At another company whose employees had completed a training program in phishing awareness, 20% of the people who were sent a test phishing email clicked on a link they didn’t recognize. Given that four out of five of malware infections start with phishing, according to Positive Technologies, such lack of awareness is an invitation to disaster.
IT managers are keenly aware of the threats facing their businesses, but their requests for cybersecurity funding are often brushed aside by senior executives who believe their companies are too small to command the notice of cybercriminals. Ironically, executives who throttle spending on security think nothing of writing large checks for liability insurance while leaving their data exposed.
Executives who believe their companies are too small to merit the attention of bad actors fail to see how the landscape has changed. Thanks to massive data breaches in recent years, credit card numbers and personally identifiable records are now literally a dime a dozen on the dark web. “Criminals already have a mountain of private health information and personally identifiable information,” says Justin Reinmuth, president of The Technology Risk Underwriting Group (techrug), a Columbus, Ohio-based insurance agency that specializes in cyberprotection. “Now they’re focused on tricking you into sending money or shutting down systems for a ransom. This is a money grab.”
Social engineering and spear phishing attacks are the new frontier of cybercrime. The bad guys use targeted email, spoofed communications from suppliers and business partners, and fraudulent EFT requests to convince their victims to send them money, believing that it’s for legitimate business purposes. Ransomware is now big business. The average ransom demand nearly doubled this year to almost $13,000, according to Coveware, and the cost of downtime to victims can be many times that amount.
It isn’t hard to guess which companies are the favorite targets of these focused: It’s SMBs that are the least likely to have sophisticated protections in place and most inclined to do business on a handshake. It’s not surprising that nearly 70% of ransomware attacks in 2018 targeted small businesses, according to insurer Beazley Group.
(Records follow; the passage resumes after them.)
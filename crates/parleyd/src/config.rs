//! Server settings.

use std::time::Duration;

use parley_protocol::{DEFAULT_PORT, DEFAULT_SERVER_HOST, READ_CHUNK_SIZE};

/// Default bound on a single write to one client (10 seconds).
pub const DEFAULT_WRITE_TIMEOUT: Duration = Duration::from_secs(10);

/// Configuration for the relay server.
///
/// # Example
///
/// ```rust
/// use parleyd::ServerConfig;
///
/// let config = ServerConfig {
///     host: "127.0.0.1".to_string(),
///     port: 0,
///     ..Default::default()
/// };
/// assert_eq!(config.address(), "127.0.0.1:0");
/// ```
#[derive(Debug, Clone)]
pub struct ServerConfig {
    /// Host or IP address to bind.
    pub host: String,

    /// TCP port to bind. `0` lets the OS pick one.
    pub port: u16,

    /// Maximum bytes taken by a single receive on a client connection.
    pub read_chunk_size: usize,

    /// Writes to a client that take longer than this count as failed.
    pub write_timeout: Duration,
}

impl ServerConfig {
    pub fn new(host: impl Into<String>, port: u16) -> Self {
        Self {
            host: host.into(),
            port,
            ..Default::default()
        }
    }

    /// `host:port` string suitable for address resolution.
    pub fn address(&self) -> String {
        format!("{}:{}", self.host, self.port)
    }
}

impl Default for ServerConfig {
    fn default() -> Self {
        Self {
            host: DEFAULT_SERVER_HOST.to_string(),
            port: DEFAULT_PORT,
            read_chunk_size: READ_CHUNK_SIZE,
            write_timeout: DEFAULT_WRITE_TIMEOUT,
        }
    }
}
Another irony for frugal executives is that the most effective tactics for avoiding ransomware and spear phishing attacks are relatively inexpensive: frequent encrypted backups, employee education, multifactor authentication, email scanning and domain filtering. These five practices can collectively prevent the majority of security breaches. Costlier protections like intrusion detection, prevention systems and firewalls are now available as services on an affordable subscription basis.
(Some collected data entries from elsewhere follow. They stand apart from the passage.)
use std::fs::{self, OpenOptions};
use std::io::{Read, Seek, SeekFrom, Write};
use std::path::{Path, PathBuf};

use anyhow::{Context, Result, anyhow};
use async_trait::async_trait;

use super::{RecordStore, data_rows, is_header};
use crate::error::StoreError;
use crate::types::StoredRow;

/// Record store backed by a local CSV file.
///
/// A missing file is an empty table. Overwrites go through a sibling temp
/// file and a rename so a crash never leaves a half-written table behind.
#[derive(Debug, Clone)]
pub struct CsvStore {
    path: PathBuf,
    header: Vec<String>,
}

impl CsvStore {
    pub fn new(path: impl Into<PathBuf>, header: Vec<String>) -> Self {
        Self {
            path: path.into(),
            header,
        }
    }

    pub fn path(&self) -> &Path {
        &self.path
    }

    async fn blocking<T, F>(&self, f: F) -> Result<T>
    where
        T: Send + 'static,
        F: FnOnce(CsvStore) -> Result<T> + Send + 'static,
    {
        let this = self.clone();
        tokio::task::spawn_blocking(move || f(this))
            .await
            .map_err(|e| anyhow!("csv store task failed: {e}"))?
    }

    fn read_table(&self) -> Result<Vec<Vec<String>>> {
        if !self.path.exists() {
            return Ok(Vec::new());
        }
        let mut rdr = csv::ReaderBuilder::new()
            .has_headers(false)
            .flexible(true)
            .from_path(&self.path)
            .with_context(|| format!("opening {}", self.path.display()))?;
        rdr.records()
            .map(|rec| {
                rec.map(|r| r.iter().map(str::to_string).collect())
                    .with_context(|| format!("reading {}", self.path.display()))
            })
            .collect()
    }

    fn write_table(&self, rows: impl IntoIterator<Item = Vec<String>>) -> Result<()> {
        let tmp = self.path.with_extension("csv.tmp");
        {
            let mut wtr = csv::WriterBuilder::new()
                .flexible(true)
                .from_path(&tmp)
                .with_context(|| format!("creating {}", tmp.display()))?;
            wtr.write_record(&self.header)?;
            for row in rows {
                wtr.write_record(&row)?;
            }
            wtr.flush()?;
        }
        fs::rename(&tmp, &self.path)
            .with_context(|| format!("replacing {}", self.path.display()))?;
        Ok(())
    }

    fn append_table(&self, rows: &[StoredRow]) -> Result<()> {
        let mut file = OpenOptions::new()
            .create(true)
            .read(true)
            .append(true)
            .open(&self.path)
            .with_context(|| format!("opening {} for append", self.path.display()))?;

        // a previous editor may have left the last line unterminated
        let len = file.metadata()?.len();
        let mut unterminated = false;
        if len > 0 {
            let mut last = [0u8; 1];
            file.seek(SeekFrom::Start(len - 1))?;
            file.read_exact(&mut last)?;
            unterminated = last[0] != b'\n';
        }

        let batch = encode_batch(rows, self.header.len(), unterminated)?;
        if let Err(e) = file.write_all(&batch).and_then(|()| file.flush()) {
            // drop whatever part of the batch made it to disk
            let _ = file.set_len(len);
            return Err(anyhow!(e).context(format!("appending to {}", self.path.display())));
        }
        Ok(())
    }
}

/// The whole append as one buffer, so it reaches the file in a single write.
fn encode_batch(rows: &[StoredRow], width: usize, unterminated: bool) -> Result<Vec<u8>> {
    let mut buf = Vec::new();
    if unterminated {
        buf.push(b'\n');
    }
    let mut wtr = csv::WriterBuilder::new().flexible(true).from_writer(buf);
    for row in rows {
        wtr.write_record(row.to_cells(width))?;
    }
    wtr.into_inner().map_err(|e| anyhow!("encoding csv rows: {}", e.error()))
}

#[async_trait]
impl RecordStore for CsvStore {
    async fn ensure_header(&self) -> Result<(), StoreError> {
        self.blocking(|store| {
            let table = store.read_table()?;
            if table.first().is_some_and(|first| is_header(first.as_slice(), &store.header)) {
                return Ok(());
            }
            tracing::info!(path = %store.path.display(), "header missing, inserting");
            store.write_table(table)
        })
        .await
        .map_err(StoreError::Connect)
    }

    async fn read_all(&self) -> Result<Vec<StoredRow>, StoreError> {
        self.blocking(|store| Ok(data_rows(&store.read_table()?, &store.header)))
            .await
            .map_err(StoreError::Connect)
    }

    async fn append_rows(&self, rows: &[StoredRow]) -> Result<(), StoreError> {
        let rows = rows.to_vec();
        self.blocking(move |store| store.append_table(&rows))
            .await
            .map_err(StoreError::Write)
    }

    async fn overwrite_all(&self, rows: &[StoredRow]) -> Result<(), StoreError> {
        let width = self.header.len();
        let cells: Vec<Vec<String>> = rows.iter().map(|r| r.to_cells(width)).collect();
        self.blocking(move |store| store.write_table(cells))
            .await
            .map_err(StoreError::Write)
    }
}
An increasingly popular option is cybersecurity insurance, which is now nearly a $2 billion market, but don’t look at these policies as “get out of jail free” cards. For example, techrug requires potential clients to respond to a 42-question risk assessment form that covers everything from policies to perimeter security. Its approach is “trust but verify,” Reinmuth says. “We’re pretty aggressive about the risk assessment, but that allows us to negotiate favorable rates” for companies that take security seriously.
Lower insurance rates are just one payoff of enhanced cybersecurity awareness. The bigger dividend is one I hope you never have to cash in: It just might keep your company in business.